[Data]
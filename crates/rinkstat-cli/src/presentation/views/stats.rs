use rinkstat_runtime::Labels;
use rinkstat_types::SessionStats;
use std::fmt;

pub struct StatsView<'a> {
    pub stats: &'a SessionStats,
    pub labels: &'a Labels,
}

impl<'a> fmt::Display for StatsView<'a> {
    fn fmt(&self, f: &mut fmt::Formatter<'_>) -> fmt::Result {
        let s = self.stats;
        writeln!(f, "Record           {}", s.record())?;
        writeln!(f, "Win rate         {}%", s.win_rate)?;
        writeln!(f, "Overtime wins    {}%", s.overtime_win_rate)?;
        writeln!(f, "Lead conversion  {}%", s.lead_conversion_rate)?;
        writeln!(f, "Blown leads      {}", s.blown_leads)?;
        writeln!(f, "Comeback wins    {}", s.comeback_wins)?;
        writeln!(
            f,
            "Goals            {} {} | {} {} | {} {}",
            self.labels.kev, s.kev_goals, self.labels.har, s.har_goals, self.labels.opp, s.opp_goals
        )
    }
}
pub mod config;
pub mod error;
pub mod import;
pub mod log;
pub mod observer;
pub mod session;

pub use config::{Config, Labels, resolve_config_path};
pub use error::{Error, Result};
pub use import::{parse_events, read_events};
pub use log::EventLog;
pub use observer::SessionObserver;
pub use session::Session;
use rinkstat_types::{Controls, CurrentGame, Event, Game, Outcome, Scoreboard, SessionStats};
use serde::{Deserialize, Serialize};

use crate::{
    build_completed_games, build_current_game, controls, recent_results, summarize,
};

/// Everything a presentation layer needs to redraw, derived from one log
/// snapshot.
#[derive(Debug, Clone, PartialEq, Eq, Serialize, Deserialize)]
pub struct SessionView {
    pub events: Vec<Event>,
    pub games: Vec<Game>,
    pub current: CurrentGame,
    pub scoreboard: Scoreboard,
    pub controls: Controls,
    pub stats: SessionStats,
    pub recent: Vec<Outcome>,
}

/// Derive the full view from a log
pub fn build_view(events: &[Event], recent_limit: usize) -> SessionView {
    let games = build_completed_games(events);
    let current = build_current_game(events);
    let stats = summarize(&games);
    let recent = recent_results(&games, recent_limit);

    SessionView {
        events: events.to_vec(),
        scoreboard: Scoreboard::from(&current),
        controls: controls(&current),
        games,
        current,
        stats,
        recent,
    }
}
use rinkstat_types::{Event, Game};

/// Tab-separated games, newest first:
/// `date, lead, kevGoals, harGoals, oppGoals, overtime`
pub fn format_games_as_text(games: &[Game]) -> String {
    games
        .iter()
        .rev()
        .map(|game| {
            format!(
                "{}\t{}\t{}\t{}\t{}\t{}",
                game.date,
                flag(game.lead),
                game.kev_goals,
                game.har_goals,
                game.opp_goals,
                flag(game.overtime)
            )
        })
        .collect::<Vec<_>>()
        .join("\n")
}

/// Tab-separated events, newest first: `timestamp, type`
pub fn format_events_as_text(events: &[Event]) -> String {
    events
        .iter()
        .rev()
        .map(|event| format!("{}\t{}", event.timestamp_iso(), event.kind))
        .collect::<Vec<_>>()
        .join("\n")
}

fn flag(value: bool) -> u8 {
    u8::from(value)
}

#[cfg(test)]
mod tests {
    use super::*;
    use crate::build_completed_games;
    use chrono::{Duration, TimeZone, Utc};
    use rinkstat_testing::{LogBuilder, log_of};
    use rinkstat_types::EventKind::*;

    #[test]
    fn test_empty_exports_are_empty_strings() {
        assert_eq!(format_games_as_text(&[]), "");
        assert_eq!(format_events_as_text(&[]), "");
    }

    #[test]
    fn test_games_are_newest_first() {
        let events = LogBuilder::new()
            .game(&[KevGoal])
            .game(&[OppGoal, OppGoal])
            .build();
        let games = build_completed_games(&events);

        let text = format_games_as_text(&games);
        assert_eq!(text, "2025-12-14\t0\t0\t0\t2\t0\n2025-12-14\t1\t1\t0\t0\t0");
    }

    #[test]
    fn test_game_date_is_the_start_day() {
        let late = Utc.with_ymd_and_hms(2025, 12, 14, 23, 30, 0).unwrap();
        let next_evening = Utc.with_ymd_and_hms(2025, 12, 15, 19, 0, 0).unwrap();

        let first = LogBuilder::new()
            .starting_at(late)
            .push(GameStart)
            .push(KevGoal)
            .advance(Duration::hours(1))
            .push(GameEnd)
            .build();
        let second = LogBuilder::new()
            .starting_at(next_evening)
            .game(&[OppGoal])
            .build();
        // second builder restarts ids at 1; only dates matter here
        let games: Vec<_> = build_completed_games(&first)
            .into_iter()
            .chain(build_completed_games(&second))
            .collect();

        assert_eq!(
            format_games_as_text(&games),
            "2025-12-15\t0\t0\t0\t1\t0\n2025-12-14\t1\t1\t0\t0\t0"
        );
    }

    #[test]
    fn test_games_fields_split_back() {
        let events = LogBuilder::new()
            .game(&[KevGoal, HarGoal, OppGoal])
            .game(&[OppGoal, OvertimeStart, HarGoal, HarGoal])
            .build();
        let games = build_completed_games(&events);
        let text = format_games_as_text(&games);

        let rows: Vec<Vec<&str>> = text.split('\n').map(|l| l.split('\t').collect()).collect();
        assert_eq!(rows.len(), games.len());

        for (row, game) in rows.iter().zip(games.iter().rev()) {
            let expected = vec![
                game.date.to_string(),
                u8::from(game.lead).to_string(),
                game.kev_goals.to_string(),
                game.har_goals.to_string(),
                game.opp_goals.to_string(),
                u8::from(game.overtime).to_string(),
            ];
            assert_eq!(row, &expected);
        }
    }

    #[test]
    fn test_events_are_newest_first() {
        let events = log_of(&[GameStart, KevGoal]);
        let text = format_events_as_text(&events);
        assert_eq!(
            text,
            "2025-12-14T19:01:00.000Z\tkevGoal\n2025-12-14T19:00:00.000Z\tgameStart"
        );
    }
}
[/Data]
What to work on:
Your answer should be the lines above that contain the word "Serialize", copied out.

Problem solution:
use serde::{Deserialize, Serialize};
#[derive(Debug, Clone, PartialEq, Eq, Serialize, Deserialize)]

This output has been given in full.